The surgery was on the ground floor of a narrow, terrace house. The blue paint on the front door was blistered and peeling. Dr Davies had to push the door firmly with his
shoulder to get in. They walked along a short hallway into an old fashioned, dilapidated waiting room. Some wooden chairs were positioned untidily around the edge of the room. Two were lying on their backs. A lopsided coffee table held a pile of tattered magazines and some broken toys. A single, stained light bulb hung in the middle of the room and illuminated it with a dull, yellow glow.
“Come straight through.”
The small, dark consulting room did not look as if it had been used for some time.

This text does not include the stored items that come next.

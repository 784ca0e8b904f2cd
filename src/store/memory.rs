use std::collections::{BTreeMap, HashMap};

use async_trait::async_trait;
use chrono::Utc;
use tokio::sync::RwLock;
use uuid::Uuid;

use crate::domain::{
    new_subscription::NewSubscription,
    pagination::PageRequest,
    subscriber_email::SubscriberEmail,
    subscription::{IntakeOutcome, Subscription},
    subscription_status::SubscriptionStatus,
};
use crate::store::{empty_breakdown, StoreError, SubscriptionStore};

/// Subscriptions kept in process memory, keyed by normalized email.
///
/// Every write holds the lock for the whole check-then-write, which is what
/// keeps one record per address.
#[derive(Default)]
pub struct InMemorySubscriptionStore {
    subscriptions: RwLock<HashMap<String, Subscription>>,
}

impl InMemorySubscriptionStore {
    pub fn new() -> Self {
        Self::default()
    }

    /// Stores a record as-is, replacing any record with the same email.
    pub async fn insert(&self, subscription: Subscription) {
        self.subscriptions
            .write()
            .await
            .insert(subscription.email.as_ref().to_string(), subscription);
    }
}

#[async_trait]
impl SubscriptionStore for InMemorySubscriptionStore {
    #[tracing::instrument(
        name = "Register a subscription in memory",
        skip(self, new_subscription),
        fields(subscriber_email = %new_subscription.email)
    )]
    async fn register(
        &self,
        new_subscription: &NewSubscription,
    ) -> Result<IntakeOutcome, StoreError> {
        let mut subscriptions = self.subscriptions.write().await;

        match subscriptions.get_mut(new_subscription.email.as_ref()) {
            Some(existing) if existing.status.is_active() => Ok(IntakeOutcome::AlreadyActive),
            Some(existing) => {
                existing.status = SubscriptionStatus::Active;
                existing.subscribed_at = Utc::now().max(existing.subscribed_at);

                Ok(IntakeOutcome::Reactivated(existing.clone()))
            }
            None => {
                let subscription = Subscription {
                    id: Uuid::new_v4(),
                    email: new_subscription.email.clone(),
                    status: SubscriptionStatus::Active,
                    subscribed_at: Utc::now(),
                    provenance: new_subscription.provenance.clone(),
                };
                subscriptions.insert(
                    new_subscription.email.as_ref().to_string(),
                    subscription.clone(),
                );

                Ok(IntakeOutcome::Created(subscription))
            }
        }
    }

    #[tracing::instrument(name = "Unsubscribe an address in memory", skip(self))]
    async fn unsubscribe(&self, email: &SubscriberEmail) -> Result<bool, StoreError> {
        let mut subscriptions = self.subscriptions.write().await;

        match subscriptions.get_mut(email.as_ref()) {
            Some(existing) if existing.status.is_active() => {
                existing.status = SubscriptionStatus::Unsubscribed;
                Ok(true)
            }
            _ => Ok(false),
        }
    }

    async fn find_by_email(
        &self,
        email: &SubscriberEmail,
    ) -> Result<Option<Subscription>, StoreError> {
        Ok(self.subscriptions.read().await.get(email.as_ref()).cloned())
    }

    async fn count_by_status(&self, status: SubscriptionStatus) -> Result<u64, StoreError> {
        let subscriptions = self.subscriptions.read().await;

        Ok(subscriptions
            .values()
            .filter(|subscription| subscription.status == status)
            .count() as u64)
    }

    async fn list(
        &self,
        status: SubscriptionStatus,
        page: &PageRequest,
    ) -> Result<Vec<Subscription>, StoreError> {
        let subscriptions = self.subscriptions.read().await;
        let mut matching: Vec<&Subscription> = subscriptions
            .values()
            .filter(|subscription| subscription.status == status)
            .collect();

        matching.sort_by(|a, b| b.subscribed_at.cmp(&a.subscribed_at));

        Ok(matching
            .into_iter()
            .skip(page.offset() as usize)
            .take(page.limit() as usize)
            .cloned()
            .collect())
    }

    async fn count_per_status(&self) -> Result<BTreeMap<SubscriptionStatus, u64>, StoreError> {
        let subscriptions = self.subscriptions.read().await;
        let mut breakdown = empty_breakdown();

        for subscription in subscriptions.values() {
            *breakdown.entry(subscription.status).or_insert(0) += 1;
        }

        Ok(breakdown)
    }
}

The curtains were drawn halfway across the grimy window. A reflex hammer lay on the floor. Two rubber tubes hung from Dr Davies’ blood pressure machine, their connections missing.
“I am sorry we are a little disorganised,” said Dr Davies. “I have not been to work for a while. Still, I think we have everything we need.” He found a thermometer on his desk, picked it up, wiped the dust off and shook it twice.
“Let’s sit you up here, Barry.” Doctor Davies lifted the boy up onto the edge of his examination couch. He popped the thermometer into Barry’s mouth. “He looks very hot, doesn’t he?” he continued, looking at Mr and Mrs Barrat. “Has he been shivering?”
Barry’s worried parents both nodded.
“Is he off his food?”
“He has hardly eaten for three days. It’s not like him at all.” Bernice Barrat felt that Dr Davies ought to know what a good appetite Barry usually had.
Doctor Davies took the thermometer from Barry and held it up into the light from the window. He squinted as he tried to read the temperature.
“Mmm . . . quite high, quite high indeed.” He stood and watched Barry carefully.
“You will notice that he is breathing slightly quicker than normal.” The doctor explained. “He’s not taking much notice of what’s going on,” he continued. “That’s because he’s concentrating on his breathing.”
Mrs Barrat smiled.
“Has he had a cough?”
“Yes, he’s had a cough, doctor.” Mrs Barrat answered. “Not a bad one, though.”
“A cough can be quite deceiving, Mrs Barrat. Those awful coughs, where you cough and cough and cough day after day, will often get better on their own. On the other hand, one of those quiet coughs that hardly troubles you can be a sign of something much more serious.”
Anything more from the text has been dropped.